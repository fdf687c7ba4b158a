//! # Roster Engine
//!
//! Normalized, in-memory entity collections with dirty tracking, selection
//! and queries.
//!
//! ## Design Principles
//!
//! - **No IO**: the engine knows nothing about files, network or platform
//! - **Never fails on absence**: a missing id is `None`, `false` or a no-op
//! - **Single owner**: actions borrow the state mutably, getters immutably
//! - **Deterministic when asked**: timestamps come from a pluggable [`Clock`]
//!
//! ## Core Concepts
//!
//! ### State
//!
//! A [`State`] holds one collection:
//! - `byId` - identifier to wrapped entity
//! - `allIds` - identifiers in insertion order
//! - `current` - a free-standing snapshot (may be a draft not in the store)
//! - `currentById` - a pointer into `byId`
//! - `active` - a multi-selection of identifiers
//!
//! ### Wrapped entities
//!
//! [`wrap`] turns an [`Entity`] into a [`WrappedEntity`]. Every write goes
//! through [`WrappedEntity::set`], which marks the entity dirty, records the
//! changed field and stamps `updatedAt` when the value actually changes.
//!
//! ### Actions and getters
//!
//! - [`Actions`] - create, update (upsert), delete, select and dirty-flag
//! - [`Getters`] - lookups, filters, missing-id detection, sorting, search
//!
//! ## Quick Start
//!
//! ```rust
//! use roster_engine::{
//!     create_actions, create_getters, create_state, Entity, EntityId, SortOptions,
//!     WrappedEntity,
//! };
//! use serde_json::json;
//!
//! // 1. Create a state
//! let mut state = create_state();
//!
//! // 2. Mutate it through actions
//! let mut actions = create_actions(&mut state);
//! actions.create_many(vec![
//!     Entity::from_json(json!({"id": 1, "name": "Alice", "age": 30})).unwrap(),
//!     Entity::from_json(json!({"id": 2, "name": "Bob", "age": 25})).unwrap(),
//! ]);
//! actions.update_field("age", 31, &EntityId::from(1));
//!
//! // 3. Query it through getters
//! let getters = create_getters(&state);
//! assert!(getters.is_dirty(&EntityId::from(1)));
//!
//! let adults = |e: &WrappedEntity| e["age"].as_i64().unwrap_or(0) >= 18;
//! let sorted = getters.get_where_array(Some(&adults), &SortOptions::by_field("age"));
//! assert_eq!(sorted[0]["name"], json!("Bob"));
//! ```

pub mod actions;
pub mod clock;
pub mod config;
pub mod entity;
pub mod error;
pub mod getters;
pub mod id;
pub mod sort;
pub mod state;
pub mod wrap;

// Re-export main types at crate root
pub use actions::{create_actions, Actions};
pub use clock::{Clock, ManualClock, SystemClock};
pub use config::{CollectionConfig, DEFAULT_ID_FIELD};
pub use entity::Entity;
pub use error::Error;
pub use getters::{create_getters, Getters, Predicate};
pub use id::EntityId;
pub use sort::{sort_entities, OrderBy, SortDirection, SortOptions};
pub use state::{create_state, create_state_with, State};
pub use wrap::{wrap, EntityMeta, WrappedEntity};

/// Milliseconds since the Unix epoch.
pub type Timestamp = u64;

------------------------------------------------------------

→ **Task instructions**
Output the records above precisely.

→ **Solution for this task**
repository fdf687c7ba4b158a
//! # Roster Engine
//!
//! Normalized, in-memory entity collections with dirty tracking, selection
//! and queries.
//!
//! ## Design Principles
//!
//! - **No IO**: the engine knows nothing about files, network or platform
//! - **Never fails on absence**: a missing id is `None`, `false` or a no-op
//! - **Single owner**: actions borrow the state mutably, getters immutably
//! - **Deterministic when asked**: timestamps come from a pluggable [`Clock`]
//!
//! ## Core Concepts
//!
//! ### State
//!
//! A [`State`] holds one collection:
//! - `byId` - identifier to wrapped entity
//! - `allIds` - identifiers in insertion order
//! - `current` - a free-standing snapshot (may be a draft not in the store)
//! - `currentById` - a pointer into `byId`
//! - `active` - a multi-selection of identifiers
//!
//! ### Wrapped entities
//!
//! [`wrap`] turns an [`Entity`] into a [`WrappedEntity`]. Every write goes
//! through [`WrappedEntity::set`], which marks the entity dirty, records the
//! changed field and stamps `updatedAt` when the value actually changes.
//!
//! ### Actions and getters
//!
//! - [`Actions`] - create, update (upsert), delete, select and dirty-flag
//! - [`Getters`] - lookups, filters, missing-id detection, sorting, search
//!
//! ## Quick Start
//!
//! ```rust
//! use roster_engine::{
//!     create_actions, create_getters, create_state, Entity, EntityId, SortOptions,
//!     WrappedEntity,
//! };
//! use serde_json::json;
//!
//! // 1. Create a state
//! let mut state = create_state();
//!
//! // 2. Mutate it through actions
//! let mut actions = create_actions(&mut state);
//! actions.create_many(vec![
//!     Entity::from_json(json!({"id": 1, "name": "Alice", "age": 30})).unwrap(),
//!     Entity::from_json(json!({"id": 2, "name": "Bob", "age": 25})).unwrap(),
//! ]);
//! actions.update_field("age", 31, &EntityId::from(1));
//!
//! // 3. Query it through getters
//! let getters = create_getters(&state);
//! assert!(getters.is_dirty(&EntityId::from(1)));
//!
//! let adults = |e: &WrappedEntity| e["age"].as_i64().unwrap_or(0) >= 18;
//! let sorted = getters.get_where_array(Some(&adults), &SortOptions::by_field("age"));
//! assert_eq!(sorted[0]["name"], json!("Bob"));
//! ```

pub mod actions;
pub mod clock;
pub mod config;
pub mod entity;
pub mod error;
pub mod getters;
pub mod id;
pub mod sort;
pub mod state;
pub mod wrap;

// Re-export main types at crate root
pub use actions::{create_actions, Actions};
pub use clock::{Clock, ManualClock, SystemClock};
pub use config::{CollectionConfig, DEFAULT_ID_FIELD};
pub use entity::Entity;
pub use error::Error;
pub use getters::{create_getters, Getters, Predicate};
pub use id::EntityId;
pub use sort::{sort_entities, OrderBy, SortDirection, SortOptions};
pub use state::{create_state, create_state_with, State};
pub use wrap::{wrap, EntityMeta, WrappedEntity};

/// Milliseconds since the Unix epoch.
pub type Timestamp = u64;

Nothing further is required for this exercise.